MEDS評分與APACHE II評分對膿毒癥的預后均有較好的預測價值[5]。APACHE II評分于1985年被提出,其內容覆蓋患者年齡、手術的急慢診需求、急性生理狀態、慢性健康狀態[14],用來評估患者危重程度[15]。但對于膿毒癥,MEDS評分更為可靠。有研究[16]表明,如能聯合生物指標和系統評分,對預后評估的敏感度和特異度將雙雙提升。

本研究發現,入選患者感染灶多為下呼吸道、消化道,其次為血流感染以及肝膽部位的感染,泌尿系感染少見,基本符合臨床實際。統計結果提示,死亡組患者具有更顯著的呼吸困難、休克、意識改變,提示臟器功能不全越多,死亡風險越大。

從28天病死率來看,MEDS低分組患者的死亡風險小于MEDS高分組,MEDS高評分提示膿毒癥預后較差,證實MEDS危險分層對于觀察膿毒癥病死率的判斷可靠準確。

血BNP以及MEDS評分對膿毒癥靈敏度和特異度均大于APACHEII評分,因為APACHE評分用于評估全體重癥患者,對于膿毒癥存在局限性。MEDS評分所含有指標不包括心臟指標,理論上引入BNP可以更加全面。ROC曲線顯示,血聯合MEDS的AUC較單一預測因素明顯增大,敏感度特異度均較單個指標和評分有顯著提升,其聯合預測患者的28天病死率最佳,表明相對其他指標或者評分系統而言,血BNP聯合MEDS能更加準確的評估膿毒癥以及膿毒癥休克患者預后。

本研究MEDS臨界值為9分,較分層時12這個數值偏小,可能是在MEDS評分統計時,部分評分依據因國情與國外有差異,比如在療養院居住,國內老年人因少有在療養院居住,導致評分偏低。

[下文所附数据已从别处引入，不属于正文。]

async fn cmd_check(syncer: &Syncer) -> miette::Result<ExitCode> {
    let updates = syncer.check_for_updates().await?;
    if updates.is_empty() {
        println!("All declared packages are up to date.");
    } else {
        for (package, versions) in updates {
            println!(
                "{}: {}",
                console::style(package.as_str()).bold(),
                versions.iter().join(", ")
            );
        }
    }
    Ok(ExitCode::SUCCESS)
}

fn cmd_validate(store: &StateStore) -> miette::Result<ExitCode> {
    let missing = store.validate_dependencies().into_diagnostic()?;
    if missing.is_empty() {
        println!("Dependency closure is complete.");
        return Ok(ExitCode::SUCCESS);
    }
    for (package, names) in &missing {
        println!(
            "{} is missing: {}",
            console::style(package.as_str()).bold(),
            names.iter().join(", ")
        );
    }
    Ok(ExitCode::FAILURE)
}

fn cmd_status(store: &StateStore) -> miette::Result<ExitCode> {
    let packages = store.list_packages().into_diagnostic()?;
    if packages.is_empty() {
        println!("No packages declared.");
        return Ok(ExitCode::SUCCESS);
    }

    for package in packages {
        let state = match store.load_state(&package) {
            Ok(state) => state,
            Err(err) => {
                println!(
                    "{} {package}: {err}",
                    console::style("corrupt").red().bold()
                );
                continue;
            }
        };
        let count = |status: WheelStatus| {
            state
                .values()
                .filter(|wheel| wheel.status == status)
                .count()
        };
        println!(
            "{}: {} converted, {} pending, {} failed, {} skipped",
            console::style(package.as_str()).bold(),
            count(WheelStatus::Converted),
            count(WheelStatus::Pending),
            count(WheelStatus::Failed),
            count(WheelStatus::Skipped),
        );
    }
    Ok(ExitCode::SUCCESS)
}

/// What the operator chose for a package the crawl could not resolve.
enum OperatorChoice {
    Skip,
    Map(String),
}

#[allow(clippy::too_many_arguments)]
async fn cmd_add(
    store: &StateStore,
    client: ClientWithMiddleware,
    package: &str,
    constraint: Option<&str>,
    max_versions: usize,
    dry_run: bool,
    force: bool,
    non_interactive: bool,
) -> miette::Result<ExitCode> {
    let root = parse_package_name(package)?;
    let parsed_constraint = constraint
        .map(VersionSpecifiers::from_str)
        .transpose()
        .into_diagnostic()
        .wrap_err("invalid version constraint")?;

    let pypi = PyPiClient::pypi(client.clone());
    let mapping = MappingClient::conda_forge(client);
    let options = ClosureOptions {
        max_versions: Some(max_versions),
        concurrency: 50,
    };

    println!(
        "Fetching dependency closure of {}...",
        console::style(root.as_str()).bold()
    );
    let closure = fetch_closure(&pypi, &mapping, root.clone(), parsed_constraint, &options).await;

    // Everything is decided before anything is written: an abort mid-prompt
    // must leave the declarations untouched.
    let mut operator_mappings: Vec<(NormalizedPackageName, String)> = Vec::new();
    if !closure.unresolved.is_empty() {
        if non_interactive {
            for node in &closure.unresolved {
                eprintln!(
                    "unresolved: {} (required by {}): {}",
                    node.name,
                    node.required_by
                        .as_ref()
                        .map_or("the operator", |name| name.as_str()),
                    node.error
                );
            }
            miette::bail!(
                "{} package(s) need operator input and --non-interactive was given",
                closure.unresolved.len()
            );
        }

        for node in &closure.unresolved {
            println!(
                "\n{} {} (required by {}): {}",
                console::style("unresolved:").yellow().bold(),
                node.name,
                node.required_by
                    .as_ref()
                    .map_or("the operator", |name| name.as_str()),
                node.error
            );
            match prompt_for_unresolved(&node.name)? {
                OperatorChoice::Skip => {}
                OperatorChoice::Map(conda_name) => {
                    operator_mappings.push((node.name.clone(), conda_name));
                }
            }
        }
    }

    let mut written = 0;
    for resolved in &closure.resolved {
        let (declaration, state) = declaration_for(resolved);
        written += write_declaration(store, &resolved.name, declaration, state, dry_run, force)?;
    }
    for (name, conda_name) in operator_mappings {
        let declaration = PackageDeclaration {
            conda_forge: Some(conda_name),
            ..PackageDeclaration::default()
        };
        written += write_declaration(store, &name, declaration, PackageState::default(), dry_run, force)?;
    }

    println!(
        "\n{} {written} declaration(s){}",
        console::style(if dry_run { "Would write" } else { "Wrote" }).bold(),
        if dry_run { " (dry run)" } else { "" }
    );
    Ok(ExitCode::SUCCESS)
}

本研究發現,血BNP聯合MEDS評分較其他單獨指標對膿毒癥患者預后具有較好的預測能力,未來可進一步探討將BNP納入MEDS評分系統中,建立更加優化的改良MEDS評分系統。另外,膿毒癥定義包括感染與器官功能障礙兩部分,如研究加入PCT、IL-6等用以反映機體感染的生物標志物,將更加全面準確地評估膿毒癥患者的預后[17]。最后,相比某一時間的靜態指標,指標的動態變化可能會得出更具預測價值的結論,未來可選取動態指標進行研究。